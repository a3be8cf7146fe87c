//! Secure key-value storage for session secrets.
//!
//! This module provides:
//! - `SecureStore`: the get/set/delete contract the session persists through
//! - `KeyringStore`: OS keychain backed storage via keyring
//! - `MemoryStore`: process-local storage for tests and ephemeral sessions

pub mod keychain;
pub mod memory;

use thiserror::Error;

pub use keychain::KeyringStore;
pub use memory::MemoryStore;

#[derive(Error, Debug)]
pub enum StoreError {
    #[error("Secure storage unavailable: {0}")]
    Unavailable(String),

    #[error("Failed to read {key} from secure storage: {reason}")]
    Read { key: String, reason: String },

    #[error("Failed to write {key} to secure storage: {reason}")]
    Write { key: String, reason: String },

    #[error("Failed to delete {key} from secure storage: {reason}")]
    Delete { key: String, reason: String },
}

/// Key-value store with confidentiality guarantees.
///
/// Missing keys are `Ok(None)` on read and a no-op on delete.
pub trait SecureStore: Send + Sync {
    fn get(&self, key: &str) -> Result<Option<String>, StoreError>;

    fn set(&self, key: &str, value: &str) -> Result<(), StoreError>;

    fn delete(&self, key: &str) -> Result<(), StoreError>;
}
####################
Apply a filter for "reason" to the data above, then copy each line that matches.

▸ Exercise result
    #[error("Failed to read {key} from secure storage: {reason}")]
    Read { key: String, reason: String },
    #[error("Failed to write {key} to secure storage: {reason}")]
    Write { key: String, reason: String },
    #[error("Failed to delete {key} from secure storage: {reason}")]
    Delete { key: String, reason: String },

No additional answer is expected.